Dataset entries
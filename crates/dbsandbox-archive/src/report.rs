use std::collections::BTreeSet;

use crate::error::{Error, Result};

#[derive(Clone, Debug, Default, PartialEq, Eq)]
pub struct ArchiveReport {
    pub entry_count: usize,
    pub total_bytes: u64,
    /// Top-level names created in the extraction directory.
    pub roots: BTreeSet<String>,
}

impl ArchiveReport {
    /// The single top-level directory the archive unpacked to.
    pub fn produced_root(&self) -> Result<&str> {
        let mut roots = self.roots.iter();
        match (roots.next(), roots.next()) {
            (Some(root), None) => Ok(root),
            _ => Err(Error::NoSingleRoot {
                roots: self.roots_display(),
            }),
        }
    }

    pub fn roots_display(&self) -> String {
        if self.roots.is_empty() {
            return "nothing".to_string();
        }
        self.roots.iter().cloned().collect::<Vec<_>>().join(", ")
    }
}

#[cfg(test)]
mod tests {
    use super::*;

    fn report(roots: &[&str]) -> ArchiveReport {
        ArchiveReport {
            entry_count: 5,
            total_bytes: 1024,
            roots: roots.iter().map(|r| r.to_string()).collect(),
        }
    }

    #[test]
    fn single_root() {
        let report = report(&["mysql-8.0.4"]);
        assert_eq!(report.produced_root().unwrap(), "mysql-8.0.4");
    }

    #[test]
    fn several_roots() {
        let err = report(&["bin", "lib"]).produced_root().unwrap_err();
        assert!(matches!(err, Error::NoSingleRoot { ref roots } if roots == "bin, lib"));
    }

    #[test]
    fn empty_archive() {
        let err = report(&[]).produced_root().unwrap_err();
        assert!(matches!(err, Error::NoSingleRoot { ref roots } if roots == "nothing"));
    }
}
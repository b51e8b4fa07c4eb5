use std::process::ExitCode;

use clap::Parser;
use dbsandbox::cli::{self, App};
use dbsandbox::logging;

fn main() -> ExitCode {
    let app = App::parse();
    logging::init(app.verbosity());

    match app.execute() {
        Ok(()) => ExitCode::SUCCESS,
        Err(err) => {
            eprintln!("error: {}", cli::render_error(&err));
            ExitCode::from(cli::exit_code(&err))
        }
    }
}
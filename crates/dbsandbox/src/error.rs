use std::path::PathBuf;

use dbsandbox_version::VersionError;

use crate::config::{
    ARCHIVE_SUFFIX, SANDBOX_BINARY_LABEL, SHELL_LABEL, TARGET_SERVER_LABEL, UNPACK_VERSION_LABEL,
    display_home,
};

/// Broad failure classes, used to pick the process exit status.
#[derive(Debug, Clone, Copy, PartialEq, Eq)]
pub enum ErrorKind {
    Usage,
    Conflict,
    Extraction,
    Merge,
    Rename,
}

#[derive(Debug, thiserror::Error)]
pub enum UnpackError {
    #[error(
        "directory {} does not exist. You should create it or provide an alternate base directory using --{}",
        display_home(.0),
        SANDBOX_BINARY_LABEL
    )]
    MissingBaseDir(PathBuf),

    #[error("option --{} ('{target}') can only be used with --{}", TARGET_SERVER_LABEL, SHELL_LABEL)]
    InvalidFlagCombination { target: String },

    #[error(
        "no version was detected from tarball name '{filename}'. Flag --{} becomes mandatory",
        UNPACK_VERSION_LABEL
    )]
    MissingVersion { filename: String },

    #[error("invalid version '{version}': {source}")]
    InvalidVersion {
        version: String,
        source: VersionError,
    },

    #[error("tarball extension must be {}: '{filename}'", ARCHIVE_SUFFIX)]
    UnsupportedArchiveFormat { filename: String },

    #[error("'{name}' is not usable as an installation directory name")]
    InvalidDirectoryName { name: String },

    #[error("destination directory {} exists already", display_home(.0))]
    DestinationExists(PathBuf),

    #[error("error while unpacking tarball {}: {source}", display_home(.archive))]
    Extraction {
        archive: PathBuf,
        source: dbsandbox_archive::Error,
    },

    #[error(
        "error while merging shell tarball {} into {}: {source}",
        display_home(.archive),
        display_home(.destination)
    )]
    Merge {
        archive: PathBuf,
        destination: PathBuf,
        source: dbsandbox_archive::Error,
    },

    #[error(
        "error renaming directory {} to {}: {source}",
        display_home(.from),
        display_home(.to)
    )]
    Rename {
        from: PathBuf,
        to: PathBuf,
        source: dbsandbox_fs::Error,
    },
}

impl UnpackError {
    pub fn kind(&self) -> ErrorKind {
        match self {
            Self::MissingBaseDir(_)
            | Self::InvalidFlagCombination { .. }
            | Self::MissingVersion { .. }
            | Self::InvalidVersion { .. }
            | Self::UnsupportedArchiveFormat { .. }
            | Self::InvalidDirectoryName { .. } => ErrorKind::Usage,
            Self::DestinationExists(_) => ErrorKind::Conflict,
            Self::Extraction { .. } => ErrorKind::Extraction,
            Self::Merge { .. } => ErrorKind::Merge,
            Self::Rename { .. } => ErrorKind::Rename,
        }
    }

    /// Process exit status for this failure. Every kind is fatal with status 1.
    pub fn exit_code(&self) -> u8 {
        match self.kind() {
            ErrorKind::Usage
            | ErrorKind::Conflict
            | ErrorKind::Extraction
            | ErrorKind::Merge
            | ErrorKind::Rename => 1,
        }
    }
}
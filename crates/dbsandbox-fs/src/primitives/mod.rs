pub mod merge;
pub mod rename;

pub use merge::{merge_collisions, merge_tree};
pub use rename::{dir_exists, rename_dir};
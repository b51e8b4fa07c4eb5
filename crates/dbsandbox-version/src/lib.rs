//! Version handling for database distribution tarballs.
//!
//! - `sniff.rs` - Pull a `major.minor.rev` triple out of a file name
//! - `version.rs` - Strict triple parsing and the version-to-port mapping

pub use self::sniff::detect_version;
pub use self::version::{Version, VersionError, version_to_port};

mod sniff;
mod version;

What you have to do:
Nothing in the records may change; write them out again in full.

Completed task:
filename crates/dbsandbox-archive/src/report.rs
use std::collections::BTreeSet;

use crate::error::{Error, Result};

#[derive(Clone, Debug, Default, PartialEq, Eq)]
pub struct ArchiveReport {
    pub entry_count: usize,
    pub total_bytes: u64,
    /// Top-level names created in the extraction directory.
    pub roots: BTreeSet<String>,
}

impl ArchiveReport {
    /// The single top-level directory the archive unpacked to.
    pub fn produced_root(&self) -> Result<&str> {
        let mut roots = self.roots.iter();
        match (roots.next(), roots.next()) {
            (Some(root), None) => Ok(root),
            _ => Err(Error::NoSingleRoot {
                roots: self.roots_display(),
            }),
        }
    }

    pub fn roots_display(&self) -> String {
        if self.roots.is_empty() {
            return "nothing".to_string();
        }
        self.roots.iter().cloned().collect::<Vec<_>>().join(", ")
    }
}

#[cfg(test)]
mod tests {
    use super::*;

    fn report(roots: &[&str]) -> ArchiveReport {
        ArchiveReport {
            entry_count: 5,
            total_bytes: 1024,
            roots: roots.iter().map(|r| r.to_string()).collect(),
        }
    }

    #[test]
    fn single_root() {
        let report = report(&["mysql-8.0.4"]);
        assert_eq!(report.produced_root().unwrap(), "mysql-8.0.4");
    }

    #[test]
    fn several_roots() {
        let err = report(&["bin", "lib"]).produced_root().unwrap_err();
        assert!(matches!(err, Error::NoSingleRoot { ref roots } if roots == "bin, lib"));
    }

    #[test]
    fn empty_archive() {
        let err = report(&[]).produced_root().unwrap_err();
        assert!(matches!(err, Error::NoSingleRoot { ref roots } if roots == "nothing"));
    }
}
repository b51e8b4fa07c4eb5
use std::process::ExitCode;

use clap::Parser;
use dbsandbox::cli::{self, App};
use dbsandbox::logging;

fn main() -> ExitCode {
    let app = App::parse();
    logging::init(app.verbosity());

    match app.execute() {
        Ok(()) => ExitCode::SUCCESS,
        Err(err) => {
            eprintln!("error: {}", cli::render_error(&err));
            ExitCode::from(cli::exit_code(&err))
        }
    }
}
filename crates/dbsandbox/src/error.rs
use std::path::PathBuf;

use dbsandbox_version::VersionError;

use crate::config::{
    ARCHIVE_SUFFIX, SANDBOX_BINARY_LABEL, SHELL_LABEL, TARGET_SERVER_LABEL, UNPACK_VERSION_LABEL,
    display_home,
};

/// Broad failure classes, used to pick the process exit status.
#[derive(Debug, Clone, Copy, PartialEq, Eq)]
pub enum ErrorKind {
    Usage,
    Conflict,
    Extraction,
    Merge,
    Rename,
}

#[derive(Debug, thiserror::Error)]
pub enum UnpackError {
    #[error(
        "directory {} does not exist. You should create it or provide an alternate base directory using --{}",
        display_home(.0),
        SANDBOX_BINARY_LABEL
    )]
    MissingBaseDir(PathBuf),

    #[error("option --{} ('{target}') can only be used with --{}", TARGET_SERVER_LABEL, SHELL_LABEL)]
    InvalidFlagCombination { target: String },

    #[error(
        "no version was detected from tarball name '{filename}'. Flag --{} becomes mandatory",
        UNPACK_VERSION_LABEL
    )]
    MissingVersion { filename: String },

    #[error("invalid version '{version}': {source}")]
    InvalidVersion {
        version: String,
        source: VersionError,
    },

    #[error("tarball extension must be {}: '{filename}'", ARCHIVE_SUFFIX)]
    UnsupportedArchiveFormat { filename: String },

    #[error("'{name}' is not usable as an installation directory name")]
    InvalidDirectoryName { name: String },

    #[error("destination directory {} exists already", display_home(.0))]
    DestinationExists(PathBuf),

    #[error("error while unpacking tarball {}: {source}", display_home(.archive))]
    Extraction {
        archive: PathBuf,
        source: dbsandbox_archive::Error,
    },

    #[error(
        "error while merging shell tarball {} into {}: {source}",
        display_home(.archive),
        display_home(.destination)
    )]
    Merge {
        archive: PathBuf,
        destination: PathBuf,
        source: dbsandbox_archive::Error,
    },

    #[error(
        "error renaming directory {} to {}: {source}",
        display_home(.from),
        display_home(.to)
    )]
    Rename {
        from: PathBuf,
        to: PathBuf,
        source: dbsandbox_fs::Error,
    },
}

impl UnpackError {
    pub fn kind(&self) -> ErrorKind {
        match self {
            Self::MissingBaseDir(_)
            | Self::InvalidFlagCombination { .. }
            | Self::MissingVersion { .. }
            | Self::InvalidVersion { .. }
            | Self::UnsupportedArchiveFormat { .. }
            | Self::InvalidDirectoryName { .. } => ErrorKind::Usage,
            Self::DestinationExists(_) => ErrorKind::Conflict,
            Self::Extraction { .. } => ErrorKind::Extraction,
            Self::Merge { .. } => ErrorKind::Merge,
            Self::Rename { .. } => ErrorKind::Rename,
        }
    }

    /// Process exit status for this failure. Every kind is fatal with status 1.
    pub fn exit_code(&self) -> u8 {
        match self.kind() {
            ErrorKind::Usage
            | ErrorKind::Conflict
            | ErrorKind::Extraction
            | ErrorKind::Merge
            | ErrorKind::Rename => 1,
        }
    }
}
filename crates/dbsandbox-fs/src/primitives/mod.rs
pub mod merge;
pub mod rename;

pub use merge::{merge_collisions, merge_tree};
pub use rename::{dir_exists, rename_dir};
repository b51e8b4fa07c4eb5
filename crates/dbsandbox-version/src/lib.rs
//! Version handling for database distribution tarballs.
//!
//! - `sniff.rs` - Pull a `major.minor.rev` triple out of a file name
//! - `version.rs` - Strict triple parsing and the version-to-port mapping

pub use self::sniff::detect_version;
pub use self::version::{Version, VersionError, version_to_port};

mod sniff;
mod version;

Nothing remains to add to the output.